Tensor cores, along with tensor processing units, represent a new form of hardware acceleration specifically designed for deep neural network calculations in artificial intelligence (AI) applications. AI optimized hardware provides extraordinary computational speed and energy efficiency, but with the caveat that it is designed for tensor contractions (matrix-matrix multiplications) using only low-precision floating point operations.

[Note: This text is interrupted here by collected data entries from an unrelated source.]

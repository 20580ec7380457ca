use std::path::PathBuf;

pub type Result<T> = std::result::Result<T, Error>;

#[derive(Debug, thiserror::Error)]
pub enum Error {
    #[error("I/O error: {0}")]
    Io(#[from] std::io::Error),

    #[error("JSON error: {0}")]
    Json(#[from] serde_json::Error),

    #[error("invalid glob pattern: {0}")]
    Glob(#[from] globset::Error),

    #[error("configuration error: {0}")]
    Config(String),

    #[error("input artifact not found: {0}")]
    MissingInput(PathBuf),

    #[error("{kind} not found: {name}")]
    NotFound { kind: &'static str, name: String },

    #[error("data directory does not exist and could not be created: {0}")]
    DataDir(PathBuf),

    #[error("search index is inconsistent: {0}")]
    CorruptIndex(String),
}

In spite of this, we demonstrate how tensor cores can be applied with high efficiency to the challenging and numerically sensitive problem of quantum-based Born-Oppenheimer molecular dynamics, which requires highly accurate electronic structure optimizations and conservative force evaluations. The interatomic forces are calculated on-the-fly from an electronic structure that is obtained from a generalized deep neural network, where the computational structure naturally takes advantage of the exceptional processing power of the AI hardware and allows for high performance in excess of 100 Tflops on the tensor cores of a single Nvidia A100 GPU.

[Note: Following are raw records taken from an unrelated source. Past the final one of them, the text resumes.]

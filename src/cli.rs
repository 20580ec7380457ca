use std::path::PathBuf;

use clap::{Args, CommandFactory, Parser, Subcommand};
use clap_complete::Shell;

use gistbook::search::DEFAULT_LIMIT;

#[derive(Debug, Parser)]
#[command(
    name = "gistbook",
    about = "Category navigation and search for a catalogue of notebooks"
)]
pub struct Cli {
    /// Override the directory holding the catalogue artifacts
    #[arg(long, global = true)]
    pub data_dir: Option<PathBuf>,

    /// Increase log verbosity (can be repeated: -v, -vv)
    #[arg(short, long, action = clap::ArgAction::Count, global = true)]
    pub verbose: u8,

    /// Only log warnings and errors
    #[arg(short, long, global = true)]
    pub quiet: bool,

    #[command(subcommand)]
    pub command: Command,
}

#[derive(Debug, Subcommand)]
pub enum Command {
    /// Build the navigation tree and search documents artifacts
    Build(BuildArgs),
    /// Search the catalogue
    Search(SearchArgs),
    /// Show a document's breadcrumb, tags and table of contents
    Show(ShowArgs),
    /// Show catalogue statistics
    Stats(StatsArgs),
    /// Generate shell completions
    #[command(hide = true)]
    Completions(CompletionsArgs),
}

// -- Record source, shared by commands that read document records --

#[derive(Debug, Clone, Default, Args)]
pub struct SourceArgs {
    /// Convert notebooks found under this directory instead of reading the
    /// metadata file
    #[arg(long, conflicts_with = "metadata")]
    pub notebooks: Option<PathBuf>,

    /// Metadata file to read (defaults to notebooks-metadata.json in the
    /// data directory)
    #[arg(long)]
    pub metadata: Option<PathBuf>,

    /// Glob of notebook paths to skip, relative to --notebooks (repeatable)
    #[arg(long = "exclude", requires = "notebooks")]
    pub exclude: Vec<String>,
}

// -- Build --

#[derive(Debug, Parser)]
pub struct BuildArgs {
    #[command(flatten)]
    pub source: SourceArgs,
}

// -- Search --

#[derive(Debug, Parser)]
pub struct SearchArgs {
    /// The search query
    pub query: String,

    /// Number of results to return
    #[arg(short = 'n', long, default_value_t = DEFAULT_LIMIT)]
    pub count: usize,

    /// Output results as JSON
    #[arg(long)]
    pub json: bool,
}

// -- Show --

#[derive(Debug, Parser)]
pub struct ShowArgs {
    /// Document id or route, e.g. statistics/distribution/weibull
    pub id: String,

    #[command(flatten)]
    pub source: SourceArgs,

    /// Output as JSON
    #[arg(long)]
    pub json: bool,
}

// -- Stats --

#[derive(Debug, Parser)]
pub struct StatsArgs {
    #[command(flatten)]
    pub source: SourceArgs,

    /// Output as JSON
    #[arg(long)]
    pub json: bool,
}

// -- Completions --

#[derive(Debug, Parser)]
pub struct CompletionsArgs {
    /// Shell to generate completions for
    #[arg(value_enum)]
    pub shell: Shell,
}

impl CompletionsArgs {
    /// Generate shell completions and print to stdout.
    pub fn generate(&self) {
        let mut cmd = Cli::command();
        clap_complete::generate(
            self.shell,
            &mut cmd,
            "gistbook",
            &mut std::io::stdout(),
        );
    }
}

Stable molecular dynamics trajectories are generated using the framework of extended Lagrangian Born-Oppenheimer molecular dynamics (XL-BOMD). XL-BOMD is based on a backward error analysis or a shadow Hamiltonian approach that combines computational efficiency with long-term stability, even when using approximate charge relaxations and force evaluations that are limited in accuracy by the numerically noisy conditions caused by the low precision floating-point operations of the AI hardware. A canonical ensemble simulation scheme is also presented, where the additional numerical noise in the calculated forces is absorbed into a Langevin-like dynamics.